• DATA EXTRACT:
- - - - - - -
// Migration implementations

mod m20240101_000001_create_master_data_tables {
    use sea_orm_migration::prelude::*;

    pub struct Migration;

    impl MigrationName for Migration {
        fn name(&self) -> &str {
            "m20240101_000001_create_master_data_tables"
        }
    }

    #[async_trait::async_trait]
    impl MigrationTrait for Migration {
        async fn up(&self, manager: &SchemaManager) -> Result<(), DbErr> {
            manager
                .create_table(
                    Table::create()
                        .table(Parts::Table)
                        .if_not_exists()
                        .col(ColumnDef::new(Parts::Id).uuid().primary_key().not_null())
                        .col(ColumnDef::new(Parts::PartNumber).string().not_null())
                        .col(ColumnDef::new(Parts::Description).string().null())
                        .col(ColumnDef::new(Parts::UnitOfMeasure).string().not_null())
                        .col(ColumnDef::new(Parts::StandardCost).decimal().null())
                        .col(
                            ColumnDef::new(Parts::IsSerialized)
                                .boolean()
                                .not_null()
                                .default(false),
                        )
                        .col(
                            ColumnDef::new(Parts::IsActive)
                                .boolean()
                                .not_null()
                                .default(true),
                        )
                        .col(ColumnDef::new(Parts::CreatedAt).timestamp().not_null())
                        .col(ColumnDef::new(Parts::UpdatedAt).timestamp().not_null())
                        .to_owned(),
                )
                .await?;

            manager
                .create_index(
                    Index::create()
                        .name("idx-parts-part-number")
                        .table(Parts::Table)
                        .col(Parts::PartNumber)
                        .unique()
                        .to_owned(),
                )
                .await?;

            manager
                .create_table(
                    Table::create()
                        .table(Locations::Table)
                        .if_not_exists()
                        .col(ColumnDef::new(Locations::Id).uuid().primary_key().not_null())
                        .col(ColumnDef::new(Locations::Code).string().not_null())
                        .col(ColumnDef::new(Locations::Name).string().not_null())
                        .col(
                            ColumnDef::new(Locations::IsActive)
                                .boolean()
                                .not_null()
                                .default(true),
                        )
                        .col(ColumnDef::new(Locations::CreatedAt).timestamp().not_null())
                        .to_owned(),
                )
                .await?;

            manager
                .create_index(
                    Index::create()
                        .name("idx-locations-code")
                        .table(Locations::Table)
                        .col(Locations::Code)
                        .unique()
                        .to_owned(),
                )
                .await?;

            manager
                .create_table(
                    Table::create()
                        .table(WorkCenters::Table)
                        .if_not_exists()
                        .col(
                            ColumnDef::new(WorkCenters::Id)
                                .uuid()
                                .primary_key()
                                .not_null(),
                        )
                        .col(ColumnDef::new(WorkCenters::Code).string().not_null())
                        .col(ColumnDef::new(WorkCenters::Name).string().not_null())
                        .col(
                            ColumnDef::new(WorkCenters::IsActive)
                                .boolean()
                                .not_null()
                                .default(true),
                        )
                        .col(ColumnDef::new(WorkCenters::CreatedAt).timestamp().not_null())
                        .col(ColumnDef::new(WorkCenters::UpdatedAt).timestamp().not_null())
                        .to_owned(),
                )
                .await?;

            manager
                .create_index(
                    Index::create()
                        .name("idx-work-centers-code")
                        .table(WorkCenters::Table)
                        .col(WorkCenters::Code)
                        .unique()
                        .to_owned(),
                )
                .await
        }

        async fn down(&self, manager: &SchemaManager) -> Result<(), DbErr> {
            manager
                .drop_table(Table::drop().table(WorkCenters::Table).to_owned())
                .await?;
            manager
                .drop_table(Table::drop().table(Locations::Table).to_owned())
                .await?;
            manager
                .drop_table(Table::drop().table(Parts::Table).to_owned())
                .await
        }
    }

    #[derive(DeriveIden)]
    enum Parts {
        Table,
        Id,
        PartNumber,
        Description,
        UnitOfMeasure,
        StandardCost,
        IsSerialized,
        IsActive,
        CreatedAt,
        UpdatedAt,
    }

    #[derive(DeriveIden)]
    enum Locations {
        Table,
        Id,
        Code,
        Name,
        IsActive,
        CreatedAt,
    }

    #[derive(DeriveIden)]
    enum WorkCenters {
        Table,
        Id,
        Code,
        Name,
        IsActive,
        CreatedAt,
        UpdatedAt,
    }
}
- - - - - - -
• TRY IT:
Report how many lines in the data above contain "DbErr", without any other words.

• RESULT:
2